閉じられたまぶたは一切開く気配がなく、手に触れると、普段の彼からは想像もできないほど冷えていた。いつも見ていた隊正の様子からのあまりの変わりように、目を離せば気付かないうちに死んでしまう気がしてしまい、ベッドに横たわりぴくりとも動かない彼を見たとき、本当に生きているのか疑ったほどだ。何度も顔の前に手をかざしては呼吸をしているか確認した。隊正が動かない。目覚めない。ただそれだけで底知れない不安感があふれてならない。
「東雲、今日のところは部屋に戻れ。安定剤は枯渇期に使ってもほとんど意味がないし、お前はまだ魔力譲渡の術を扱えないんだろう。今できることはなにもない」
「それはそうですが……」
「冷静になれ、わかっていたはずだろう。魔力不全とはこういうものだ。オレたち医療班が交代で様子を見ているから心配いらない。隊正が目を覚ましたらすぐに知らせるから、今日はもう休みなさい。また明日様子を見に来るといい」
「……はい、わかりました」
休めと言われたものの、部屋に戻っても隊正のことが心配で疲労も眠気も吹き飛んでしまい、眠れそうになかった。眠れないのなら魔術の練習でもしていようかと思ったが、当然このような精神状態で集中などできるわけがなく、まったく身が入らない。

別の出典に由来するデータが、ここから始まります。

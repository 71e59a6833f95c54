//! Request pipeline surface.
//!
//! This module holds the framework-neutral pieces the validation gate plugs
//! into:
//! - [`Request`] and [`Response`] values, the request carrying the router's
//!   [`Dispatched`] annotation
//! - [`Handler`] and [`Middleware`] traits and a [`Pipeline`] chaining them
//! - Handler parameter extraction for closures and controller actions
//!
//! Routing itself is out of scope: a router attaches [`Dispatched`] before
//! the pipeline runs.

mod dispatch;
pub mod extract;
mod middleware;
mod request;

pub use dispatch::{Dispatched, HandlerRef, RouteStatus};
pub use extract::{handler_parameters, is_builtin};
pub use middleware::{Handler, Middleware, Pipeline};
pub use request::{Request, Response};
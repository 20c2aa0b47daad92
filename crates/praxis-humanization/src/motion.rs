// Copyright 2025 Neuraville Inc.
// SPDX-License-Identifier: Apache-2.0

//! 2D points and cubic Bézier evaluation for cursor paths.

use serde::{Deserialize, Serialize};
use std::ops::{Add, Mul, Sub};

/// Curve parameter at which a single intermediate waypoint is taken
pub const WAYPOINT_T: f64 = 0.8;

/// Screen-space point
#[derive(Debug, Clone, Copy, Default, PartialEq, Serialize, Deserialize)]
pub struct Point2 {
    pub x: f64,
    pub y: f64,
}

impl Point2 {
    pub const fn new(x: f64, y: f64) -> Self {
        Self { x, y }
    }

    pub fn norm(self) -> f64 {
        self.x.hypot(self.y)
    }

    pub fn distance(self, other: Point2) -> f64 {
        (other - self).norm()
    }
}

impl Add for Point2 {
    type Output = Point2;

    fn add(self, rhs: Point2) -> Point2 {
        Point2::new(self.x + rhs.x, self.y + rhs.y)
    }
}

impl Sub for Point2 {
    type Output = Point2;

    fn sub(self, rhs: Point2) -> Point2 {
        Point2::new(self.x - rhs.x, self.y - rhs.y)
    }
}

impl Mul<f64> for Point2 {
    type Output = Point2;

    fn mul(self, rhs: f64) -> Point2 {
        Point2::new(self.x * rhs, self.y * rhs)
    }
}

/// Point on the cubic Bézier curve `p0 → p3` with controls `c1`, `c2`
pub fn cubic_bezier(p0: Point2, c1: Point2, c2: Point2, p3: Point2, t: f64) -> Point2 {
    let u = 1.0 - t;
    p0 * (u * u * u) + c1 * (3.0 * u * u * t) + c2 * (3.0 * u * t * t) + p3 * (t * t * t)
}
// Copyright 2025 Neuraville Inc.
// SPDX-License-Identifier: Apache-2.0

//! # praxis-observability
//!
//! Logging initialisation for the Praxis crates with per-crate debug flag
//! support.
//!
//! ## Features
//! - `file-logging`: per-crate JSON log files in a timestamped run folder

/// Crate version from Cargo.toml
pub const VERSION: &str = env!("CARGO_PKG_VERSION");

pub mod cli;
pub mod config;
pub mod init;

pub use cli::*;
pub use config::*;
pub use init::*;

/// Known Praxis crate names for debug flags
pub const KNOWN_CRATES: &[&str] = &[
    "praxis-config",
    "praxis-runtime",
    "praxis-humanization",
    "praxis-state-manager",
    "praxis-supervisor",
];

/// Tracing target for a crate name (`praxis-runtime` -> `praxis_runtime`)
pub fn crate_target(crate_name: &str) -> String {
    crate_name.replace('-', "_")
}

そのうち撫子が部屋にやって来て、雅日が少しでも落ち着けるようにと話相手になってくれた。そのまま彼女と一緒に眠ることになったが、どうしても不安で気があせってしまい、案の定まったく寝付けない。結局、撫子がずっと隣で話をしてくれていたおかげで、ようやくわずかに気が安らいだような心地がして、少しだけ眠ることができた。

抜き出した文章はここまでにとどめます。